WHAT NEEDS TO BE DONE:
Look over the entries that follow and work out how many lines contain "once". State the number only.

Source data:
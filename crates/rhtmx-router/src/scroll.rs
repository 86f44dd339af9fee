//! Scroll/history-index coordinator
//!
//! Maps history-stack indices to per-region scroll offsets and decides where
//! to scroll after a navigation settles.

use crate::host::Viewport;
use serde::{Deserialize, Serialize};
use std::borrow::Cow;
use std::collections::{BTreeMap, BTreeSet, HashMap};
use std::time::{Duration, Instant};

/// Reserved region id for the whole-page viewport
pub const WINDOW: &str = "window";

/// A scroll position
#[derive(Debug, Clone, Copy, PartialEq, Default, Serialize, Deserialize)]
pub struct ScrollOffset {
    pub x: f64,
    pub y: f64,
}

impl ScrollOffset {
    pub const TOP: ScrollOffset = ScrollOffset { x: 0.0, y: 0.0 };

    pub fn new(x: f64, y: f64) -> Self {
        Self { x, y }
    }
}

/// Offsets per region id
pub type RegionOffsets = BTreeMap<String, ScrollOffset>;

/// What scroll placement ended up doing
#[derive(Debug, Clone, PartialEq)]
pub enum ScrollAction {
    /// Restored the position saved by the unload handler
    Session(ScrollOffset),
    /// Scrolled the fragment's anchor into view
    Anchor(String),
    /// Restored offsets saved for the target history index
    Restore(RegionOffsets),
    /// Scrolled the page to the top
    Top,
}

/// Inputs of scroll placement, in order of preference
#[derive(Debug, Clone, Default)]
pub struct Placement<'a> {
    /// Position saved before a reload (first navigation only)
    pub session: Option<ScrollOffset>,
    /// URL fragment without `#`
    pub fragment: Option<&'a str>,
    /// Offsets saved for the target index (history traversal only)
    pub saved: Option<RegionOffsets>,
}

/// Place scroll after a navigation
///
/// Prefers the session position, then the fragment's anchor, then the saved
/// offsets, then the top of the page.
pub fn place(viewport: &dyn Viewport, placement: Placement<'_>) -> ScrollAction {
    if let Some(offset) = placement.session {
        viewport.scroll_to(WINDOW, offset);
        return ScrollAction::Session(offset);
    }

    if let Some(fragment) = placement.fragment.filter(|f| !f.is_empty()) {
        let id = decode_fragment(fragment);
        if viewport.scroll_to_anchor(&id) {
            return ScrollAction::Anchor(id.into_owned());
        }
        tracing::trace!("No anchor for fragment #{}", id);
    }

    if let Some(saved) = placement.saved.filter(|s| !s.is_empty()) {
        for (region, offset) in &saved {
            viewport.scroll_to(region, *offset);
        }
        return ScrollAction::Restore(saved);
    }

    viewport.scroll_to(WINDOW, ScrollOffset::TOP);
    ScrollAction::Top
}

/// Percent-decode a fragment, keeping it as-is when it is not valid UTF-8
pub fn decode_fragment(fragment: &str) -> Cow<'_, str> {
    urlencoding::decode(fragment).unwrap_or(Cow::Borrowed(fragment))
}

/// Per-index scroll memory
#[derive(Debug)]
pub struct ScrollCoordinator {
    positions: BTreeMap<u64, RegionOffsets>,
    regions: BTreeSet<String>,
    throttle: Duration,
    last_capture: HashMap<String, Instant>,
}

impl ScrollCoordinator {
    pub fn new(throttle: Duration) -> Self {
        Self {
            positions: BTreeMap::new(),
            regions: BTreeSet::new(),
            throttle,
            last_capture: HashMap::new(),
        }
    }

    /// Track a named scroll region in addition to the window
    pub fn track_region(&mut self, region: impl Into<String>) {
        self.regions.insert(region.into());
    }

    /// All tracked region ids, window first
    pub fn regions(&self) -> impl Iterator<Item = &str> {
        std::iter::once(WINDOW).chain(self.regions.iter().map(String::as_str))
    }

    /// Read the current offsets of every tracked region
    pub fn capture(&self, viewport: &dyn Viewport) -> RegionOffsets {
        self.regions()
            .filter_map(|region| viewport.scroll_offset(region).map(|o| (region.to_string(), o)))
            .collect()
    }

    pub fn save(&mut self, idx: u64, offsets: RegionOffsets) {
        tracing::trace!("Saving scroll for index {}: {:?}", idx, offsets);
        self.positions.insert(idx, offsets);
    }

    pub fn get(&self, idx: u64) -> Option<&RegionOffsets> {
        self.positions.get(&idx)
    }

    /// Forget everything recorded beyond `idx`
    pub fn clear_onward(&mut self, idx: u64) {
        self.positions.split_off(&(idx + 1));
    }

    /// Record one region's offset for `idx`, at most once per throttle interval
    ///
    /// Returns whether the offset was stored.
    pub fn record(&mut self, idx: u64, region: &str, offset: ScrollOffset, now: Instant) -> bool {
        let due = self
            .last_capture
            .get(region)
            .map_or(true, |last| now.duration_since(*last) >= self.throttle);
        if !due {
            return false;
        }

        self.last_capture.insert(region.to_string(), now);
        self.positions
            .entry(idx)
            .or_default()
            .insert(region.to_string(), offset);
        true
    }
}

* * *

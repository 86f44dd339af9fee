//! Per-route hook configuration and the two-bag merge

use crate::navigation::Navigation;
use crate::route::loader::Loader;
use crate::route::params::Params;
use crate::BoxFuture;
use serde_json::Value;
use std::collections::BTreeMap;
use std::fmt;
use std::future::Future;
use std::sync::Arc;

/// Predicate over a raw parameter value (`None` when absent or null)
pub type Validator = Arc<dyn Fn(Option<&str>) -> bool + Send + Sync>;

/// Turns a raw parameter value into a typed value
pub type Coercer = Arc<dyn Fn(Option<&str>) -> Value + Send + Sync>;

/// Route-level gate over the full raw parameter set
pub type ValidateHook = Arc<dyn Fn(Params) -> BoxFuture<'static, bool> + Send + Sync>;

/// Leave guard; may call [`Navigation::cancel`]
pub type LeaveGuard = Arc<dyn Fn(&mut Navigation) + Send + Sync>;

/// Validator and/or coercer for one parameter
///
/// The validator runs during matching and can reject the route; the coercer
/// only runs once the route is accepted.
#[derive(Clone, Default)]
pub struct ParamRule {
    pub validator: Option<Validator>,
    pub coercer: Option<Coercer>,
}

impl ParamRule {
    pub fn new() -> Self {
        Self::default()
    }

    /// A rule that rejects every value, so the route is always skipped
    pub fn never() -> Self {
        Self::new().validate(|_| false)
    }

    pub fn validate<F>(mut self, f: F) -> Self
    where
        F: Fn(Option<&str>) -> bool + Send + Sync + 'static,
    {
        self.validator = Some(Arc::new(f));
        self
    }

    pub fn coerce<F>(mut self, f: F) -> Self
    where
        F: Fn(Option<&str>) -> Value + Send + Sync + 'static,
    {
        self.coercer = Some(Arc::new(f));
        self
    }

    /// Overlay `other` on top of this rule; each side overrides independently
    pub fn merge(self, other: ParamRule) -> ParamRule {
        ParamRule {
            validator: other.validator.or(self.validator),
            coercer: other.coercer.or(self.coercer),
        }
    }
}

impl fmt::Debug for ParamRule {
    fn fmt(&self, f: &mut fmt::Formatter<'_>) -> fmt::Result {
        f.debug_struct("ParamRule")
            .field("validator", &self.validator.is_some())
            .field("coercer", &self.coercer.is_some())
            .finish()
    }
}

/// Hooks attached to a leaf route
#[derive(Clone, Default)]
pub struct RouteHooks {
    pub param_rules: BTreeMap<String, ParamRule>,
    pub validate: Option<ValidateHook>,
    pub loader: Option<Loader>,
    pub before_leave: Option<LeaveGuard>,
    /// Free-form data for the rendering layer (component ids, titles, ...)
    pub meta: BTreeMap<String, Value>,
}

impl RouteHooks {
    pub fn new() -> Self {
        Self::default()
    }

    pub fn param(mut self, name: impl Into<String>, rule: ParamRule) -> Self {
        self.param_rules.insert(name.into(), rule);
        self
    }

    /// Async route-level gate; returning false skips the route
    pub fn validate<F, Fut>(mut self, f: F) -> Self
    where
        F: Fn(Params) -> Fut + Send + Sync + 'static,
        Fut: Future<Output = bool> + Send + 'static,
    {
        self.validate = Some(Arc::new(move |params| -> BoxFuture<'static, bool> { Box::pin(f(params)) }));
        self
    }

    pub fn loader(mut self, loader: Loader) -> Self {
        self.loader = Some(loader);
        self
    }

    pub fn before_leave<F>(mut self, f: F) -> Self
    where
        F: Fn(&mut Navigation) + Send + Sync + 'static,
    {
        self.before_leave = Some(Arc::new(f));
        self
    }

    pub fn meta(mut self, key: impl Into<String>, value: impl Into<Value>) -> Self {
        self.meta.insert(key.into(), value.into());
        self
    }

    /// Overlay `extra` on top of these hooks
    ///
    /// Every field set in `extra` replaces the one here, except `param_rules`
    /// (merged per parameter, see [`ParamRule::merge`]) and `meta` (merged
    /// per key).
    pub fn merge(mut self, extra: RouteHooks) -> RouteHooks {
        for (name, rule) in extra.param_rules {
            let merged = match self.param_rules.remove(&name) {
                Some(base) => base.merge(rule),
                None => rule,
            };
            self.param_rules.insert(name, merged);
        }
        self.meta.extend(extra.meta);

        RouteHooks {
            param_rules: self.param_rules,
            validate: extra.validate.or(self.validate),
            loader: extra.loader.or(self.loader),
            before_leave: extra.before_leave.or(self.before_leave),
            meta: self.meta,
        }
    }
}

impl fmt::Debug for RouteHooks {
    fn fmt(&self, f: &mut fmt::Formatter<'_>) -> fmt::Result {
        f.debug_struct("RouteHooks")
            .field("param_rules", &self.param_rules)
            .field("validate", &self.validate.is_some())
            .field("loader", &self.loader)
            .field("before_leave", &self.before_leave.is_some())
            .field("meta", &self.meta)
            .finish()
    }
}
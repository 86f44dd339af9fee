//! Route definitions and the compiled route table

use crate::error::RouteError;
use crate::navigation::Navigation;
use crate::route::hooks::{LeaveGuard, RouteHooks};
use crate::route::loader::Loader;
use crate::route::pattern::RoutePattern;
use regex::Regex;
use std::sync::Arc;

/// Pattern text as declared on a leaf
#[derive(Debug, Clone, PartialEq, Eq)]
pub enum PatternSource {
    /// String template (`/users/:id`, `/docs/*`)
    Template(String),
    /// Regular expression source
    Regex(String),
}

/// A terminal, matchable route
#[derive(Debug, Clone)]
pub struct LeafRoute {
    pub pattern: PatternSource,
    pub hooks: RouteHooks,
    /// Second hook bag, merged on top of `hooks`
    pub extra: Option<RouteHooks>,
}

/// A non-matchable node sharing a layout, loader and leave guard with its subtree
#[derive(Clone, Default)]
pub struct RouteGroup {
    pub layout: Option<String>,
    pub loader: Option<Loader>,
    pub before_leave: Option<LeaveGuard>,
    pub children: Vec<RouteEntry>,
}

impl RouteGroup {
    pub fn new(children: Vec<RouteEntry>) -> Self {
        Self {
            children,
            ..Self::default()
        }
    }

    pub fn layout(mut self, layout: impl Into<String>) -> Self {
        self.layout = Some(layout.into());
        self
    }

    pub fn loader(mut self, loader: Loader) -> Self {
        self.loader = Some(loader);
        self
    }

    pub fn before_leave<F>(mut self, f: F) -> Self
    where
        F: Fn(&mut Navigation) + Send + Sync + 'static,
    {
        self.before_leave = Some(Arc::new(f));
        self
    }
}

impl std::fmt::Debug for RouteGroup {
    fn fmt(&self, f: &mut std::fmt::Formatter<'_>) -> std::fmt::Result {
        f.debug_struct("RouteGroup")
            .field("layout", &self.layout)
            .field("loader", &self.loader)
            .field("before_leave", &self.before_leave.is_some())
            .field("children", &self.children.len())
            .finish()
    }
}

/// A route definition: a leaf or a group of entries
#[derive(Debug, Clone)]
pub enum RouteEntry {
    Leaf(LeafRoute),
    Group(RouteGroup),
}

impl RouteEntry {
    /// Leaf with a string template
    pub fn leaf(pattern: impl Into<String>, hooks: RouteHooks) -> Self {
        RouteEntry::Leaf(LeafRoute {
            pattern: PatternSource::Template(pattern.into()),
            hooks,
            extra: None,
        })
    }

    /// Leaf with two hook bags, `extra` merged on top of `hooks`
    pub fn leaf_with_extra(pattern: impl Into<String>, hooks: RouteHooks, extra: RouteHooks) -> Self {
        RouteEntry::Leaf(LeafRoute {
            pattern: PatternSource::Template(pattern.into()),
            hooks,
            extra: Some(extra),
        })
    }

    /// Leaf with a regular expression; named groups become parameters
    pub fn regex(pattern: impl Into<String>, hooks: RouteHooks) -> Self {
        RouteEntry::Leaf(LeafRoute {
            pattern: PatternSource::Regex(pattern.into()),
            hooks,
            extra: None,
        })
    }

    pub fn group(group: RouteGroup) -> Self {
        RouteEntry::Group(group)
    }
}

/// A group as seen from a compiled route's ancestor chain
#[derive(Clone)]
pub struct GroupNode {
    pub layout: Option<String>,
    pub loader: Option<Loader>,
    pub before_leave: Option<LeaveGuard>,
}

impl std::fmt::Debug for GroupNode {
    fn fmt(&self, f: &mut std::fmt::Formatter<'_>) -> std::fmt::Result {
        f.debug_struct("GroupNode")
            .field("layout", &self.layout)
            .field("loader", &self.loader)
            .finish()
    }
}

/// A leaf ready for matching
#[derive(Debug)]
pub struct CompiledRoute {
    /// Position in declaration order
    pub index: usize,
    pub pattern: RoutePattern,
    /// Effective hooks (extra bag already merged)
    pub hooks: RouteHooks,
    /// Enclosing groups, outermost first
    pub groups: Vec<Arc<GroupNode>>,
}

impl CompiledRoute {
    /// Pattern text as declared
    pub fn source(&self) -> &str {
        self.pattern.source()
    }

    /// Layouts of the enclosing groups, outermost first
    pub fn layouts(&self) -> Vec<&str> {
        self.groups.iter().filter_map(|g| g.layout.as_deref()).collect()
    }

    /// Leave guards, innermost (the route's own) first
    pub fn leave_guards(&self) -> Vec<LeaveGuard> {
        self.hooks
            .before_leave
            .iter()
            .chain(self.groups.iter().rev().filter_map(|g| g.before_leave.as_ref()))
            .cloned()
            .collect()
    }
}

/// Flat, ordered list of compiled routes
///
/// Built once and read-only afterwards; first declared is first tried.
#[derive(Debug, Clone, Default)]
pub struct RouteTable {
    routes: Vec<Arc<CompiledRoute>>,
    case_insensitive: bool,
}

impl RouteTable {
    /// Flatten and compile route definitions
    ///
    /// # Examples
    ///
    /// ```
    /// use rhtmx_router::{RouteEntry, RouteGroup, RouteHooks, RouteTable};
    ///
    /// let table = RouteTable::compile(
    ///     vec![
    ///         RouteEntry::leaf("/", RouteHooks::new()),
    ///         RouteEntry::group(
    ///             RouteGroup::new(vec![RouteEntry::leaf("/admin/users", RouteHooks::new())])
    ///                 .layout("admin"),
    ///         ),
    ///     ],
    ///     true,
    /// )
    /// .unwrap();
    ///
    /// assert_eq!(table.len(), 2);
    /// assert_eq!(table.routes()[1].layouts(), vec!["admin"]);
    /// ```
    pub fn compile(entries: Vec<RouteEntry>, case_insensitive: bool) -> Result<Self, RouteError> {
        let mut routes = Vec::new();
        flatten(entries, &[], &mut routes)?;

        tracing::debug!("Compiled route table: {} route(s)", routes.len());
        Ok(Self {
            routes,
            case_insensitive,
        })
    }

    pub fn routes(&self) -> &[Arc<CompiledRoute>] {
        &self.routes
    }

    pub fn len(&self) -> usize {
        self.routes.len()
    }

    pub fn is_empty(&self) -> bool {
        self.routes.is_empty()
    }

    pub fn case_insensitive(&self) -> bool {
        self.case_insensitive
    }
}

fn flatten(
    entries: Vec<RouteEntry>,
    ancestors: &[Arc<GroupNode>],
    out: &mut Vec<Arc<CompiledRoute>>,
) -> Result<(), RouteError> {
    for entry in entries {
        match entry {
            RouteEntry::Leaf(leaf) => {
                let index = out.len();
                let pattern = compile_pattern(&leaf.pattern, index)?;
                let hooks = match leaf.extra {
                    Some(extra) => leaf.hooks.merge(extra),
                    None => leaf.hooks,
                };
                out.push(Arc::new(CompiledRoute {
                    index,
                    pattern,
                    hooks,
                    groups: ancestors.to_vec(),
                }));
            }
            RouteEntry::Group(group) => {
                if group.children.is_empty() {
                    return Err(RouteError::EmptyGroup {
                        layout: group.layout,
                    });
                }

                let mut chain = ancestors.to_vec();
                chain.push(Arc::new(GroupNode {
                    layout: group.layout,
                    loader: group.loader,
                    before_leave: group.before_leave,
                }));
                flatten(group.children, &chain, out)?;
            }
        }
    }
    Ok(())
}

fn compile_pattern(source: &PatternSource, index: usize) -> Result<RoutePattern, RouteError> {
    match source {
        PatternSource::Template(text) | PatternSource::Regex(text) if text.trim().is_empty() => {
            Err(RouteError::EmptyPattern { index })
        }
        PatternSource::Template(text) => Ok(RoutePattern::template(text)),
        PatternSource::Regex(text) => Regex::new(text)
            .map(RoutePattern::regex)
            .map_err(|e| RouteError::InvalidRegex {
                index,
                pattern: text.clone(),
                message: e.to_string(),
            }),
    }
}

ANSWER BOX:
4